(Data in this exercise):
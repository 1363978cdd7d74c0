use thiserror::Error;

/// Failure inside a backing medium driver.
#[derive(Debug, Error)]
pub enum StoreError {
    #[error("io error: {0}")]
    Io(#[from] std::io::Error),
    #[error("workbook error: {0}")]
    Workbook(String),
    #[error("http error: {0}")]
    Http(#[from] reqwest::Error),
    #[error("sheets api returned {status}: {body}")]
    Api { status: u16, body: String },
    #[error("auth error: {0}")]
    Auth(String),
    #[error("decode error: {0}")]
    Decode(String),
    #[error("injected failure: {0}")]
    Injected(String),
}

impl From<calamine::XlsxError> for StoreError {
    fn from(e: calamine::XlsxError) -> Self { Self::Workbook(e.to_string()) }
}

impl From<rust_xlsxwriter::XlsxError> for StoreError {
    fn from(e: rust_xlsxwriter::XlsxError) -> Self { Self::Workbook(e.to_string()) }
}

#[derive(Debug, Error)]
pub enum ServiceError {
    /// Reading the table failed (missing credentials, network, unreadable workbook).
    #[error("medium unavailable: {0}")]
    MediumUnavailable(#[source] StoreError),
    #[error("write failed: {0}")]
    WriteFailure(#[source] StoreError),
    #[error("not found: {0}")]
    NotFound(String),
    #[error("configuration error: {0}")]
    Config(String),
}

impl ServiceError {
    pub fn not_found(entity: &str) -> Self { Self::NotFound(format!("{} not found", entity)) }
}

(Task objective):
Among the lines above, some may hold the string "Self". State how many, giving the number alone.

(Answer space):
3